The opening will also mark the presentation of a new publication dedicated to In the Labyrinth.
Mulier Mulier Gallery is pleased to announce the opening of In the Labyrinth, a solo exhibition by Art & Language. The opening will take place on Wednesday, April 23, from 17:00 at Mulier Mulier Gallery Brussels, in the presence of the artist.
The drawings - a new series of twelve large-scale pencil drawings made between 2022 and 2024 by Michael Baldwin and Mel Ramsden - are arranged as three sets of four: views of the studio interior, views looking out from the studio, and views looking back at it from outside. The apparent subject is the Art & Language studio—a familiar place, inhabited daily—yet the images seem curiously out-of-kilter, unsettling, even unheimlich. In October 2024, a second group of drawings was initiated by Michael Baldwin, now working alone. By spring 2025, six new works had been completed. These drawings are all related to or evolving from the earlier ‘studio’ series, though they are also marked by significant differences.
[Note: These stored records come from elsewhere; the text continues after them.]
//! Default-level resolution and logger-name inference.
//!
//! The level chain, highest priority first: CLI-supplied level, registered
//! environment variables (first non-empty wins), caller fallback, registered
//! default, built-in default. Only a level *name* comes out of here — the
//! registry is the sole authority on turning names into values.

/// Probed when no environment variables have been registered.
pub const DEFAULT_LEVEL_ENV_VARS: &[&str] = &["LOG_LEVEL"];

/// Last resort of the resolution chain.
pub const DEFAULT_LEVEL_NAME: &str = "DETAIL";

fn probe<'a, I: IntoIterator<Item = &'a str>>(vars: I) -> Option<String> {
    for var in vars {
        if let Ok(value) = std::env::var(var)
            && !value.is_empty()
        {
            return Some(value.to_uppercase());
        }
    }
    None
}

/// Resolves the default level name. An empty `env_vars` slice means "use the
/// built-in probe list", not "probe nothing".
#[must_use]
pub fn default_level_name(
    cli_level: Option<&str>,
    env_vars: &[String],
    fallback: Option<&str>,
    registered_default: Option<&str>,
) -> String {
    if let Some(level) = cli_level {
        return level.to_uppercase();
    }

    let from_env = if env_vars.is_empty() {
        probe(DEFAULT_LEVEL_ENV_VARS.iter().copied())
    } else {
        probe(env_vars.iter().map(String::as_str))
    };
    if let Some(level) = from_env {
        return level;
    }

    fallback
        .or(registered_default)
        .unwrap_or(DEFAULT_LEVEL_NAME)
        .to_uppercase()
}

/// Best-effort logger name for a calling context: the top-level segment of a
/// module path (callers pass `module_path!()`). Returns `None` for an empty
/// path — the caller decides whether that is an error.
#[must_use]
pub fn infer_logger_name(module_path: &str) -> Option<String> {
    let top = module_path.split("::").next()?.trim();
    if top.is_empty() {
        return None;
    }
    Some(top.to_string())
}

/// CLI fragment for embedding applications: `--log-level` plugs straight into
/// [`default_level_name`].
#[cfg(feature = "cli")]
#[derive(Debug, Clone, Default, clap::Args)]
pub struct LevelArgs {
    /// Log level name, overriding environment probing.
    #[arg(long, value_name = "LEVEL")]
    pub log_level: Option<String>,
}

#[cfg(feature = "cli")]
impl LevelArgs {
    #[must_use]
    pub fn level(&self) -> Option<&str> {
        self.log_level.as_deref()
    }
}
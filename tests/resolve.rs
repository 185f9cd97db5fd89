//! Tests for default-level resolution and logger-name inference.

use logtree::resolve::{DEFAULT_LEVEL_NAME, default_level_name, infer_logger_name};
use logtree::{Error, Hierarchy};

fn unset(vars: &[&str]) -> Vec<String> {
    vars.iter().map(ToString::to_string).collect()
}

#[test]
fn cli_level_wins_over_everything() {
    let name = default_level_name(
        Some("debug"),
        &unset(&["LOGTREE_RESOLVE_UNSET_A"]),
        Some("info"),
        Some("warning"),
    );
    assert_eq!(name, "DEBUG");
}

#[test]
fn env_vars_are_probed_in_order() {
    // SAFETY: test-only mutation with names no other test uses.
    unsafe {
        std::env::set_var("LOGTREE_RESOLVE_SECOND", "trace");
    }
    let name = default_level_name(
        None,
        &unset(&["LOGTREE_RESOLVE_FIRST_UNSET", "LOGTREE_RESOLVE_SECOND"]),
        None,
        None,
    );
    assert_eq!(name, "TRACE");
}

#[test]
fn empty_env_values_are_skipped() {
    // SAFETY: test-only mutation with names no other test uses.
    unsafe {
        std::env::set_var("LOGTREE_RESOLVE_EMPTY", "");
        std::env::set_var("LOGTREE_RESOLVE_FILLED", "minimal");
    }
    let name = default_level_name(
        None,
        &unset(&["LOGTREE_RESOLVE_EMPTY", "LOGTREE_RESOLVE_FILLED"]),
        None,
        None,
    );
    assert_eq!(name, "MINIMAL");
}

#[test]
fn fallback_beats_registered_default() {
    let name = default_level_name(
        None,
        &unset(&["LOGTREE_RESOLVE_UNSET_B"]),
        Some("info"),
        Some("warning"),
    );
    assert_eq!(name, "INFO");
}

#[test]
fn registered_default_beats_builtin_default() {
    let name = default_level_name(None, &unset(&["LOGTREE_RESOLVE_UNSET_C"]), None, Some("warning"));
    assert_eq!(name, "WARNING");
}

#[test]
fn builtin_default_is_the_last_resort() {
    let name = default_level_name(None, &unset(&["LOGTREE_RESOLVE_UNSET_D"]), None, None);
    assert_eq!(name, DEFAULT_LEVEL_NAME);
}

#[test]
fn infer_takes_the_top_module_segment() {
    assert_eq!(infer_logger_name("myapp::net::tcp").as_deref(), Some("myapp"));
    assert_eq!(infer_logger_name("solo").as_deref(), Some("solo"));
    assert_eq!(infer_logger_name(""), None);
    assert_eq!(infer_logger_name("  "), None);
}

#[test]
fn get_for_module_infers_from_the_module_path() {
    let tree = Hierarchy::builder()
        .env_vars(vec!["LOGTREE_TEST_UNSET_VAR".to_string()])
        .build()
        .unwrap();
    let logger = tree.get_for_module(module_path!()).unwrap();
    assert_eq!(logger.name(), "resolve");
}

#[test]
fn get_for_module_prefers_the_registered_name() {
    let tree = Hierarchy::builder()
        .env_vars(vec!["LOGTREE_TEST_UNSET_VAR".to_string()])
        .logger_name("myapp")
        .build()
        .unwrap();
    let logger = tree.get_for_module(module_path!()).unwrap();
    assert_eq!(logger.name(), "myapp");
}

#[test]
fn get_for_module_fails_when_nothing_resolves() {
    let tree = Hierarchy::new();
    assert!(matches!(tree.get_for_module(""), Err(Error::UnresolvedName)));
}

#[test]
fn registered_env_vars_drive_the_fallback_level() {
    // SAFETY: test-only mutation with a name no other test uses.
    unsafe {
        std::env::set_var("LOGTREE_RESOLVE_TREE_LEVEL", "warning");
    }
    let tree = Hierarchy::builder()
        .env_vars(vec!["LOGTREE_RESOLVE_TREE_LEVEL".to_string()])
        .build()
        .unwrap();
    let logger = tree.get_or_create("app");
    assert_eq!(logger.effective_level(), logtree::level::WARNING);
}
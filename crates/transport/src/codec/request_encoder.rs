use std::io;
use std::io::ErrorKind;

use bytes::{Buf, BytesMut};
use tokio_util::codec::Encoder;
use tracing::error;

use crate::codec::body::PayloadEncoder;
use crate::codec::header::HeaderEncoder;
use crate::protocol::{Message, PayloadSize, RequestHead, SendError};

/// Encodes an outgoing request: one head message followed by its payload items.
#[derive(Debug, Default)]
pub struct RequestEncoder {
    header_encoder: HeaderEncoder,
    payload_encoder: Option<PayloadEncoder>,
}

impl RequestEncoder {
    pub fn new() -> Self {
        Self::default()
    }
}

impl<D: Buf> Encoder<Message<(RequestHead, PayloadSize), D>> for RequestEncoder {
    type Error = SendError;

    fn encode(&mut self, item: Message<(RequestHead, PayloadSize), D>, dst: &mut BytesMut) -> Result<(), Self::Error> {
        match item {
            Message::Header((head, payload_size)) => {
                if self.payload_encoder.take().is_some_and(|encoder| !encoder.is_finish()) {
                    error!("previous request body was not finished");
                    return Err(io::Error::from(ErrorKind::InvalidInput).into());
                }

                self.payload_encoder = Some(payload_size.into());
                self.header_encoder.encode((head, payload_size), dst)
            }

            Message::Payload(payload_item) => {
                let Some(encoder) = &mut self.payload_encoder else {
                    error!("expect request head but receive payload item");
                    return Err(SendError::BodyAlreadySent);
                };

                let result = encoder.encode(payload_item, dst);
                if encoder.is_finish() {
                    self.payload_encoder.take();
                }
                result
            }
        }
    }
}
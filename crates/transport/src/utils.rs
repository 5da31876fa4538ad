//! Small helpers shared by the codec.

/// Returns early with `$error` when `$predicate` does not hold.
///
/// Like `assert!`, but for input coming off the wire: a violated limit is an error
/// for the caller to handle, not a panic.
///
/// ```ignore
/// ensure!(src.len() <= MAX_HEADER_BYTES, ParseError::too_large_header(src.len(), MAX_HEADER_BYTES));
/// ```
macro_rules! ensure {
    ($predicate:expr, $error:expr) => {
        if !$predicate {
            return Err($error);
        }
    };
}

pub(crate) use ensure;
The works from the 'studio' series are not conventionally expressive, nor do they offer an ‘authored’ or singular viewpoint. Each drawing is assembled from four A3-format cotton sheets, covered in printed text, where image and language interfere with one another. The text derives from the Art & Language corpus, but its legibility varies: sometimes obscured by the drawing, sometimes smudged, sometimes surprisingly clear. Rather than pin down meaning, the drawings seem to tease out meanings—plural. They suggest that everything is normal, everything is okay—except that it isn’t. They resist quick readings, and reward slow looking. The second group of drawings by Michael Baldwin forms the principal subject of this Postscript. They can all be plausibly connected with the foregoing 'studio' series, though they are also marked by significant differences from it. They exemplify the perennial Art & Language problematic of ‘going-on’. In doing so they raise problems of the coherence of things like ‘series’, of notions of ‘transition’, of how production evolves, of how, by virtue of ‘going-on' (however broadly or narrowly that may be conceived), one can find oneself in a different place from where one started.
The opening will also mark the presentation of a new publication dedicated to In the Labyrinth.